“Con la medida arbitraria de Camau estamos presos en nuestra propia casa”

Así lo sostuvo Elena Estela Encinas de Saravia, frentista de la Av. Independencia y una de las perjudicadas por la estructura montada para los corsos por la empresa MAO. Mostró su malestar por las medidas del municipio en restringir los accesos y precisó que no recibieron informaciones ni garantías en materia de “seguridad e higiene”.
“En nuestras manos no llegó absolutamente nada, prometieron muchas cosas y no hay ni firmas. Todos tiran la piedra y esconden la mano”, acusó la vecina.

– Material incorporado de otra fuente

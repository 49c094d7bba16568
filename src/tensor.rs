//! Dense tensors with named dimensions.
//!
//! A tensor over inputs `x_1 : bint(n_1), ..., x_k : bint(n_k)` is stored as a
//! flat row-major buffer of `n_1 * ... * n_k` reals. Operations align operands
//! by variable name rather than by position, broadcasting over dimensions an
//! operand does not have.

use std::sync::Arc;

use indexmap::IndexMap;

use crate::{
    domain::{Domain, Inputs, VarSet, merge_inputs},
    error::{TermError, TermResult},
    ops::AssocOp,
    text::Name,
};

/// A materialised tensor.
#[derive(Clone, Debug, PartialEq)]
pub struct Tensor {
    inputs: Inputs,
    output: Domain,
    data: Arc<[f64]>,
}

impl Tensor {
    /// Create a tensor from row-major data over `inputs`.
    pub fn new(inputs: Inputs, output: Domain, data: Vec<f64>) -> TermResult<Self> {
        let shape = shape_of(&inputs)?;
        let expected = shape.iter().product();
        if data.len() != expected {
            return Err(TermError::ShapeMismatch {
                expected,
                found: data.len(),
            });
        }
        Ok(Tensor {
            inputs,
            output,
            data: data.into(),
        })
    }

    /// A real scalar.
    pub fn scalar(value: f64) -> Self {
        Tensor {
            inputs: Inputs::new(),
            output: Domain::Real,
            data: Arc::from([value]),
        }
    }

    /// The tensor `name -> name` over `0..size`, with output `bint(size)`.
    pub fn arange(name: Name, size: usize) -> Self {
        Tensor {
            inputs: IndexMap::from([(name, Domain::Bint(size))]),
            output: Domain::Bint(size),
            data: (0..size).map(|i| i as f64).collect(),
        }
    }

    /// Check that every entry is a valid index when the output is `bint`.
    /// `name` is the variable these entries will index.
    pub(crate) fn check_indices(&self, name: &Name) -> TermResult<()> {
        if self.output == Domain::Real {
            return Ok(());
        }
        match self.data.iter().find(|&&x| as_index(x, self.output).is_none()) {
            Some(&index) => Err(TermError::IndexOutOfRange {
                name: name.clone(),
                index,
                domain: self.output,
            }),
            None => Ok(()),
        }
    }

    /// Build a tensor by evaluating `f` at every index.
    pub fn from_fn(
        inputs: Inputs,
        output: Domain,
        mut f: impl FnMut(&[usize]) -> f64,
    ) -> TermResult<Self> {
        let shape = shape_of(&inputs)?;
        let mut data = Vec::with_capacity(shape.iter().product());
        for_each_index(&shape, |idx| data.push(f(idx)));
        Tensor::new(inputs, output, data)
    }

    /// Free variables of this tensor.
    pub fn inputs(&self) -> &Inputs {
        &self.inputs
    }

    /// Domain of each entry.
    pub fn output(&self) -> Domain {
        self.output
    }

    /// Row-major entries.
    pub fn data(&self) -> &[f64] {
        &self.data
    }

    /// Sizes of each input, in order.
    pub fn shape(&self) -> Vec<usize> {
        self.inputs.values().filter_map(|d| d.size()).collect()
    }

    /// The value of a tensor without inputs.
    pub fn item(&self) -> Option<f64> {
        self.inputs.is_empty().then(|| self.data[0])
    }

    /// Entry at a positional index, `None` if out of range.
    pub fn get(&self, index: &[usize]) -> Option<f64> {
        let shape = self.shape();
        if index.len() != shape.len() || index.iter().zip(&shape).any(|(i, n)| i >= n) {
            return None;
        }
        let offset: usize = index.iter().zip(strides(&shape)).map(|(i, s)| i * s).sum();
        Some(self.data[offset])
    }

    /// Entry at a named index. Names not among the inputs are ignored.
    pub fn at(&self, index: &[(&str, usize)]) -> Option<f64> {
        let positional = self
            .inputs
            .keys()
            .map(|name| {
                index
                    .iter()
                    .find(|(n, _)| *n == name.as_str())
                    .map(|(_, i)| *i)
            })
            .collect::<Option<Vec<_>>>()?;
        self.get(&positional)
    }

    /// Every positional index paired with its entry, in row-major order.
    pub fn entries(&self) -> Vec<(Vec<usize>, f64)> {
        let mut out = Vec::with_capacity(self.data.len());
        let mut data = self.data.iter();
        for_each_index(&self.shape(), |idx| {
            if let Some(v) = data.next() {
                out.push((idx.to_vec(), *v));
            }
        });
        out
    }

    /// Pointwise `op`, aligning by name. The result has the inputs of `lhs`
    /// followed by the new inputs of `rhs`.
    pub fn binary(op: AssocOp, lhs: &Tensor, rhs: &Tensor) -> TermResult<Tensor> {
        let mut inputs = lhs.inputs.clone();
        merge_inputs(&mut inputs, &rhs.inputs).map_err(|(name, first, second)| {
            TermError::DomainMismatch {
                name,
                first,
                second,
            }
        })?;
        let shape = shape_of(&inputs)?;
        let lhs_strides = broadcast_strides(&lhs.inputs, &inputs);
        let rhs_strides = broadcast_strides(&rhs.inputs, &inputs);
        let mut data = Vec::with_capacity(shape.iter().product());
        for_each_index(&shape, |idx| {
            let x = lhs.data[dot(idx, &lhs_strides)];
            let y = rhs.data[dot(idx, &rhs_strides)];
            data.push(op.apply(x, y));
        });
        Ok(Tensor {
            inputs,
            output: op.result_domain(lhs.output, rhs.output),
            data: data.into(),
        })
    }

    /// Reduce over `vars` with `op`. Variables this tensor lacks are ignored.
    pub fn reduce(&self, op: AssocOp, vars: &VarSet) -> Tensor {
        if !self.inputs.keys().any(|k| vars.contains(k)) {
            return self.clone();
        }
        let kept: Inputs = self
            .inputs
            .iter()
            .filter(|(k, _)| !vars.contains(*k))
            .map(|(k, d)| (k.clone(), *d))
            .collect();
        // Strides into the kept layout, zero on reduced dimensions.
        let kept_strides = broadcast_strides(&kept, &self.inputs);
        let mut acc = vec![op.identity(); kept.values().filter_map(|d| d.size()).product()];
        let mut data = self.data.iter();
        for_each_index(&self.shape(), |idx| {
            if let Some(v) = data.next() {
                let slot = &mut acc[dot(idx, &kept_strides)];
                *slot = op.apply(*slot, *v);
            }
        });
        Tensor {
            inputs: kept,
            output: op.reduce_domain(self.output),
            data: acc.into(),
        }
    }

    /// Reorder dimensions. `order` must name every input exactly once.
    pub fn permute(&self, order: &[Name]) -> Tensor {
        let inputs: Inputs = order
            .iter()
            .filter_map(|name| self.inputs.get(name).map(|d| (name.clone(), *d)))
            .collect();
        debug_assert_eq!(inputs.len(), self.inputs.len());
        if inputs.keys().eq(self.inputs.keys()) {
            return self.clone();
        }
        let src_strides = broadcast_strides(&self.inputs, &inputs);
        let mut data = Vec::with_capacity(self.data.len());
        for_each_index(&self.shape_in(&inputs), |idx| {
            data.push(self.data[dot(idx, &src_strides)]);
        });
        Tensor {
            inputs,
            output: self.output,
            data: data.into(),
        }
    }

    /// Simultaneously replace inputs by index tensors.
    ///
    /// Each replacement's entries select positions along the replaced
    /// dimension; its own inputs become inputs of the result.
    pub fn substitute(&self, bindings: &IndexMap<Name, Tensor>) -> TermResult<Tensor> {
        let bindings: IndexMap<&Name, &Tensor> = bindings
            .iter()
            .filter(|(k, _)| self.inputs.contains_key(*k))
            .collect();
        if bindings.is_empty() {
            return Ok(self.clone());
        }

        let mut inputs = Inputs::new();
        for (name, domain) in &self.inputs {
            let added = match bindings.get(name) {
                Some(value) => value.inputs.clone(),
                None => IndexMap::from([(name.clone(), *domain)]),
            };
            merge_inputs(&mut inputs, &added).map_err(|(name, first, second)| {
                TermError::DomainMismatch {
                    name,
                    first,
                    second,
                }
            })?;
        }

        enum Source<'a> {
            Kept(usize),
            Indexed(&'a Tensor, Vec<usize>),
        }
        let sources = self
            .inputs
            .keys()
            .map(|name| match bindings.get(name) {
                Some(value) => Source::Indexed(value, broadcast_strides(&value.inputs, &inputs)),
                None => Source::Kept(inputs.get_index_of(name).unwrap_or_default()),
            })
            .collect::<Vec<_>>();
        let old_strides = strides(&self.shape());

        let mut data = Vec::new();
        let mut failure = None;
        for_each_index(&shape_of(&inputs)?, |idx| {
            if failure.is_some() {
                return;
            }
            let mut offset = 0;
            for ((source, stride), (name, domain)) in
                sources.iter().zip(&old_strides).zip(&self.inputs)
            {
                let i = match source {
                    Source::Kept(pos) => idx[*pos],
                    Source::Indexed(value, value_strides) => {
                        let raw = value.data[dot(idx, value_strides)];
                        match as_index(raw, *domain) {
                            Some(i) => i,
                            None => {
                                failure = Some(TermError::IndexOutOfRange {
                                    name: name.clone(),
                                    index: raw,
                                    domain: *domain,
                                });
                                return;
                            }
                        }
                    }
                };
                offset += i * stride;
            }
            data.push(self.data[offset]);
        });
        if let Some(err) = failure {
            return Err(err);
        }
        Ok(Tensor {
            inputs,
            output: self.output,
            data: data.into(),
        })
    }

    fn shape_in(&self, inputs: &Inputs) -> Vec<usize> {
        inputs.values().filter_map(|d| d.size()).collect()
    }
}

fn as_index(raw: f64, domain: Domain) -> Option<usize> {
    let size = domain.size()?;
    (raw >= 0.0 && raw.fract() == 0.0 && (raw as usize) < size).then_some(raw as usize)
}

/// Sizes of `inputs`, rejecting real-valued inputs.
pub(crate) fn shape_of(inputs: &Inputs) -> TermResult<Vec<usize>> {
    inputs
        .iter()
        .map(|(name, domain)| {
            domain.size().ok_or_else(|| TermError::UnboundedInput {
                name: name.clone(),
                domain: *domain,
            })
        })
        .collect()
}

fn strides(shape: &[usize]) -> Vec<usize> {
    let mut out = vec![1; shape.len()];
    for i in (0..shape.len().saturating_sub(1)).rev() {
        out[i] = out[i + 1] * shape[i + 1];
    }
    out
}

/// For each dimension of `dst`, the stride of that name in `src`'s layout,
/// or zero if `src` lacks it.
fn broadcast_strides(src: &Inputs, dst: &Inputs) -> Vec<usize> {
    let src_shape: Vec<usize> = src.values().filter_map(|d| d.size()).collect();
    let src_strides = strides(&src_shape);
    dst.keys()
        .map(|name| src.get_index_of(name).map_or(0, |pos| src_strides[pos]))
        .collect()
}

fn dot(idx: &[usize], strides: &[usize]) -> usize {
    idx.iter().zip(strides).map(|(i, s)| i * s).sum()
}

/// Visit every index of `shape` in row-major order.
fn for_each_index(shape: &[usize], mut f: impl FnMut(&[usize])) {
    if shape.contains(&0) {
        return;
    }
    let mut idx = vec![0; shape.len()];
    loop {
        f(&idx);
        let mut dim = shape.len();
        loop {
            if dim == 0 {
                return;
            }
            dim -= 1;
            idx[dim] += 1;
            if idx[dim] < shape[dim] {
                break;
            }
            idx[dim] = 0;
        }
    }
}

El móvil de Radio Pacífico se trasladó nuevamente hacía la Av. Independencia de la ciudad capital, para dialogar con los vecinos de la zona y conocer cómo éstos tomaron la medida municipal-empresarial de restringir el acceso a los distintos domicilios en los días de carnavales. Sobre este tema, la frentista Elena Estela Encinas de Saravia dio su opinión. “El día sábado vino un señor que se presentó como representante de la empresa MAO (organizadora del evento) y nos pidió un listado de la gente que vive en nuestra casa y de los posibles visitantes.

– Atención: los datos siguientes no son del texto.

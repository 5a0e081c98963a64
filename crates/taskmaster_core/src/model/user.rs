//! Authenticated user projection.
//!
//! Mirrors the fields the auth provider exposes for the current session.

use serde::{Deserialize, Serialize};
use uuid::Uuid;

/// Owner reference carried by every task/note row.
pub type UserId = Uuid;

/// Current session user as reported by the auth provider.
#[derive(Debug, Clone, PartialEq, Eq, Serialize, Deserialize)]
pub struct AuthUser {
    pub id: UserId,
    pub email: String,
    /// Account creation time in epoch milliseconds.
    pub created_at: i64,
    /// Email verification time in epoch milliseconds, if verified.
    pub email_confirmed_at: Option<i64>,
}

impl AuthUser {
    pub fn new(id: UserId, email: impl Into<String>, created_at: i64) -> Self {
        Self {
            id,
            email: email.into(),
            created_at,
            email_confirmed_at: None,
        }
    }

    pub fn is_email_confirmed(&self) -> bool {
        self.email_confirmed_at.is_some()
    }
}

#[cfg(test)]
mod tests {
    use super::*;

    #[test]
    fn email_is_confirmed_once_verification_time_is_set() {
        let mut user = AuthUser::new(Uuid::new_v4(), "pat@example.com", 1_000);
        assert!(!user.is_email_confirmed());

        user.email_confirmed_at = Some(2_000);
        assert!(user.is_email_confirmed());
    }
}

No nos dio más detalles que esas preguntas y nos informó que iban a restringir las entradas de cada esquina a las personas ajenas. Incluso nos pidió el tipo y número de los vehículos para su mayor información”, comentó la vecina al móvil de Radio Pacífico. Y cargó su malestar con el “carácter de la visita”: “No tenían identificación. Es una medida totalmente arbitraria del Intendente, porque estamos presos en nuestra propia casa. No podemos cruzar la calle. No se de qué libertad me hablan porque por lo menos nos tenían que dar alguna instrucción”, explicó.

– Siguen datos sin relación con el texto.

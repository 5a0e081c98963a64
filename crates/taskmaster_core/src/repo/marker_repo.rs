//! Persisted per-user sync markers.
//!
//! Holds small string values the client must remember between sessions,
//! such as the last calendar day recurring tasks were reset.

use crate::db::SharedConnection;
use crate::model::UserId;
use crate::repo::{lock_conn, RepoError, RepoResult};
use rusqlite::{params, OptionalExtension};
use std::collections::HashMap;
use std::sync::Mutex;

/// Marker key for the last recurring-task reset date (`YYYY-MM-DD`).
pub const LAST_RESET_DATE_KEY: &str = "last_reset_date";

/// Key/value marker storage scoped by owner.
pub trait MarkerRepository {
    fn get_marker(&self, owner: UserId, key: &str) -> RepoResult<Option<String>>;
    /// Inserts or replaces the marker value, stamped with `now`.
    fn set_marker(&self, owner: UserId, key: &str, value: &str, now: i64) -> RepoResult<()>;
}

/// SQLite-backed markers stored in `sync_markers`.
#[derive(Clone)]
pub struct SqliteMarkerRepository {
    conn: SharedConnection,
}

impl SqliteMarkerRepository {
    pub fn new(conn: SharedConnection) -> Self {
        Self { conn }
    }
}

impl MarkerRepository for SqliteMarkerRepository {
    fn get_marker(&self, owner: UserId, key: &str) -> RepoResult<Option<String>> {
        let conn = lock_conn(&self.conn)?;
        let value = conn
            .query_row(
                "SELECT value FROM sync_markers WHERE user_id = ?1 AND key = ?2;",
                params![owner.to_string(), key],
                |row| row.get::<_, String>(0),
            )
            .optional()?;
        Ok(value)
    }

    fn set_marker(&self, owner: UserId, key: &str, value: &str, now: i64) -> RepoResult<()> {
        let conn = lock_conn(&self.conn)?;
        conn.execute(
            "INSERT INTO sync_markers (user_id, key, value, updated_at)
             VALUES (?1, ?2, ?3, ?4)
             ON CONFLICT (user_id, key) DO UPDATE SET
                value = excluded.value,
                updated_at = excluded.updated_at;",
            params![owner.to_string(), key, value, now],
        )?;
        Ok(())
    }
}

/// Process-local markers, lost when dropped.
#[derive(Debug, Default)]
pub struct MemoryMarkerRepository {
    values: Mutex<HashMap<(UserId, String), String>>,
}

impl MemoryMarkerRepository {
    pub fn new() -> Self {
        Self::default()
    }
}

impl MarkerRepository for MemoryMarkerRepository {
    fn get_marker(&self, owner: UserId, key: &str) -> RepoResult<Option<String>> {
        let values = self.values.lock().map_err(|_| RepoError::LockPoisoned)?;
        Ok(values.get(&(owner, key.to_string())).cloned())
    }

    fn set_marker(&self, owner: UserId, key: &str, value: &str, _now: i64) -> RepoResult<()> {
        let mut values = self.values.lock().map_err(|_| RepoError::LockPoisoned)?;
        values.insert((owner, key.to_string()), value.to_string());
        Ok(())
    }
}

#[cfg(test)]
mod tests {
    use super::{MarkerRepository, MemoryMarkerRepository, LAST_RESET_DATE_KEY};
    use uuid::Uuid;

    #[test]
    fn memory_markers_are_scoped_by_owner() {
        let markers = MemoryMarkerRepository::new();
        let alice = Uuid::new_v4();
        let bob = Uuid::new_v4();

        markers
            .set_marker(alice, LAST_RESET_DATE_KEY, "2026-03-01", 0)
            .unwrap();

        assert_eq!(
            markers.get_marker(alice, LAST_RESET_DATE_KEY).unwrap(),
            Some("2026-03-01".to_string())
        );
        assert_eq!(markers.get_marker(bob, LAST_RESET_DATE_KEY).unwrap(), None);
    }
}
use std::sync::atomic::{AtomicUsize, Ordering};
use std::sync::{Arc, Mutex};
use std::time::Duration;
use taskmaster_core::{
    open_shared_in_memory, ManualClock, NewNote, NoteSync, NotificationPermission, Notifier,
    NotifyError, ReminderNotification, ReminderPoller, SqliteNoteRepository,
};
use uuid::Uuid;

const NOW: i64 = 1_772_323_200_000;
const INTERVAL: Duration = Duration::from_secs(30);

struct RecordingNotifier {
    permission: Mutex<NotificationPermission>,
    requests: AtomicUsize,
    shown: Mutex<Vec<ReminderNotification>>,
}

impl RecordingNotifier {
    fn new(permission: NotificationPermission) -> Arc<Self> {
        Arc::new(Self {
            permission: Mutex::new(permission),
            requests: AtomicUsize::new(0),
            shown: Mutex::new(Vec::new()),
        })
    }

    fn shown_count(&self) -> usize {
        self.shown.lock().unwrap().len()
    }
}

impl Notifier for RecordingNotifier {
    fn permission(&self) -> NotificationPermission {
        *self.permission.lock().unwrap()
    }

    fn request_permission(&self) -> NotificationPermission {
        self.requests.fetch_add(1, Ordering::SeqCst);
        let mut permission = self.permission.lock().unwrap();
        *permission = NotificationPermission::Granted;
        *permission
    }

    fn show(&self, notification: &ReminderNotification) -> Result<(), NotifyError> {
        self.shown.lock().unwrap().push(notification.clone());
        Ok(())
    }
}

fn shared_notes(clock: Arc<ManualClock>) -> Arc<Mutex<NoteSync<SqliteNoteRepository>>> {
    let conn = open_shared_in_memory().unwrap();
    let mut sync = NoteSync::new(Uuid::new_v4(), SqliteNoteRepository::new(conn), clock);
    sync.load().unwrap();
    Arc::new(Mutex::new(sync))
}

fn add_note(notes: &Mutex<NoteSync<SqliteNoteRepository>>, reminder_at: i64) {
    notes
        .lock()
        .unwrap()
        .create(&NewNote::new("Reminder", "body").with_reminder(reminder_at))
        .unwrap();
}

async fn settle() {
    tokio::time::sleep(Duration::from_millis(1)).await;
}

#[tokio::test(start_paused = true)]
async fn first_scan_runs_immediately_on_start() {
    let clock = Arc::new(ManualClock::new(NOW));
    let notes = shared_notes(clock);
    add_note(&notes, NOW - 5_000);
    let notifier = RecordingNotifier::new(NotificationPermission::Granted);

    let poller = ReminderPoller::spawn(notes.clone(), notifier.clone(), INTERVAL);
    settle().await;

    assert_eq!(notifier.shown_count(), 1);
    assert!(notes.lock().unwrap().notes()[0].reminder_triggered);
    assert!(poller.is_running());
    poller.stop().await;
}

#[tokio::test(start_paused = true)]
async fn periodic_tick_picks_up_reminders_that_became_due() {
    let clock = Arc::new(ManualClock::new(NOW));
    let notes = shared_notes(clock.clone());
    add_note(&notes, NOW + 45_000);
    let notifier = RecordingNotifier::new(NotificationPermission::Granted);

    let poller = ReminderPoller::spawn(notes.clone(), notifier.clone(), INTERVAL);
    settle().await;
    assert_eq!(notifier.shown_count(), 0);

    clock.advance_ms(45_000);
    tokio::time::sleep(INTERVAL).await;
    assert_eq!(notifier.shown_count(), 1);

    tokio::time::sleep(INTERVAL * 3).await;
    assert_eq!(notifier.shown_count(), 1);
    poller.stop().await;
}

#[tokio::test(start_paused = true)]
async fn collection_change_triggers_rescan_before_next_tick() {
    let clock = Arc::new(ManualClock::new(NOW));
    let notes = shared_notes(clock);
    let notifier = RecordingNotifier::new(NotificationPermission::Granted);

    let poller = ReminderPoller::spawn(notes.clone(), notifier.clone(), INTERVAL);
    settle().await;
    assert_eq!(notifier.shown_count(), 0);

    add_note(&notes, NOW);
    settle().await;
    assert_eq!(notifier.shown_count(), 1);
    poller.stop().await;
}

#[tokio::test(start_paused = true)]
async fn request_scan_runs_out_of_schedule() {
    let clock = Arc::new(ManualClock::new(NOW));
    let notes = shared_notes(clock.clone());
    add_note(&notes, NOW + 10_000);
    let notifier = RecordingNotifier::new(NotificationPermission::Granted);

    let poller = ReminderPoller::spawn(notes.clone(), notifier.clone(), INTERVAL);
    settle().await;

    clock.advance_ms(10_000);
    poller.request_scan();
    settle().await;
    assert_eq!(notifier.shown_count(), 1);
    poller.stop().await;
}

#[tokio::test(start_paused = true)]
async fn undecided_permission_is_requested_once_on_start() {
    let clock = Arc::new(ManualClock::new(NOW));
    let notes = shared_notes(clock);
    add_note(&notes, NOW);
    let notifier = RecordingNotifier::new(NotificationPermission::Default);

    let poller = ReminderPoller::spawn(notes.clone(), notifier.clone(), INTERVAL);
    settle().await;
    tokio::time::sleep(INTERVAL).await;

    assert_eq!(notifier.requests.load(Ordering::SeqCst), 1);
    assert_eq!(notifier.shown_count(), 1);
    poller.stop().await;
}

#[tokio::test(start_paused = true)]
async fn granted_permission_is_not_requested_again() {
    let notes = shared_notes(Arc::new(ManualClock::new(NOW)));
    let notifier = RecordingNotifier::new(NotificationPermission::Granted);

    let poller = ReminderPoller::spawn(notes, notifier.clone(), INTERVAL);
    settle().await;
    assert_eq!(notifier.requests.load(Ordering::SeqCst), 0);
    poller.stop().await;
}

#[tokio::test(start_paused = true)]
async fn no_scans_after_stop() {
    let clock = Arc::new(ManualClock::new(NOW));
    let notes = shared_notes(clock);
    let notifier = RecordingNotifier::new(NotificationPermission::Granted);

    let poller = ReminderPoller::spawn(notes.clone(), notifier.clone(), INTERVAL);
    settle().await;
    poller.stop().await;

    add_note(&notes, NOW);
    tokio::time::sleep(INTERVAL * 2).await;

    assert_eq!(notifier.shown_count(), 0);
    assert!(!notes.lock().unwrap().notes()[0].reminder_triggered);
}

/// Notifier whose `show` blocks the calling thread, like a synchronous host API.
struct SlowNotifier {
    delay: Duration,
    shown: AtomicUsize,
}

impl Notifier for SlowNotifier {
    fn permission(&self) -> NotificationPermission {
        NotificationPermission::Granted
    }

    fn request_permission(&self) -> NotificationPermission {
        NotificationPermission::Granted
    }

    fn show(&self, _notification: &ReminderNotification) -> Result<(), NotifyError> {
        std::thread::sleep(self.delay);
        self.shown.fetch_add(1, Ordering::SeqCst);
        Ok(())
    }
}

#[tokio::test]
async fn slow_notifier_does_not_stall_other_tasks() {
    let clock = Arc::new(ManualClock::new(NOW));
    let notes = shared_notes(clock);
    for _ in 0..3 {
        add_note(&notes, NOW - 1_000);
    }
    let notifier = Arc::new(SlowNotifier {
        delay: Duration::from_millis(200),
        shown: AtomicUsize::new(0),
    });

    let started = std::time::Instant::now();
    let poller = ReminderPoller::spawn(notes.clone(), notifier.clone(), INTERVAL);
    tokio::task::yield_now().await;
    tokio::time::sleep(Duration::from_millis(10)).await;
    assert!(started.elapsed() < Duration::from_millis(300));

    poller.stop().await;
    assert_eq!(notifier.shown.load(Ordering::SeqCst), 3);
    assert!(notes
        .lock()
        .unwrap()
        .notes()
        .iter()
        .all(|note| note.reminder_triggered));
}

Por otro lado, también, comentó la vecina que en las primeras reuniones con el intendente Camau Espínola y representantes de la empresa MAO, les habían prometido obleas para los vehículos, seguros por daños y perjuicios, seguridad en la zona y rebajas en los impuestos. En todos los casos, la frentista advirtió que las ofertas nunca llegaron a concretarse.

“Camau nos dijo en la reunión que había una posibilidad de firmar un convenio con la empresa y el municipio. Hoy está por comenzar el carnaval y no hay nada firmado. No sé a quien le vamos a creer ya, porque hasta ahora no tenemos nada.

Hace 40 años vivimos en esta casa, conocemos todo el barrio pero acá nadie ni los negocios aledaños vinieron a hacerse cargo o responsables por cualquier cosa que ocurra. No hay nada escrito, porque a nuestras manos no llegó absolutamente nada. Todos tiran la piedra y esconden la mano”, ilustró Elena.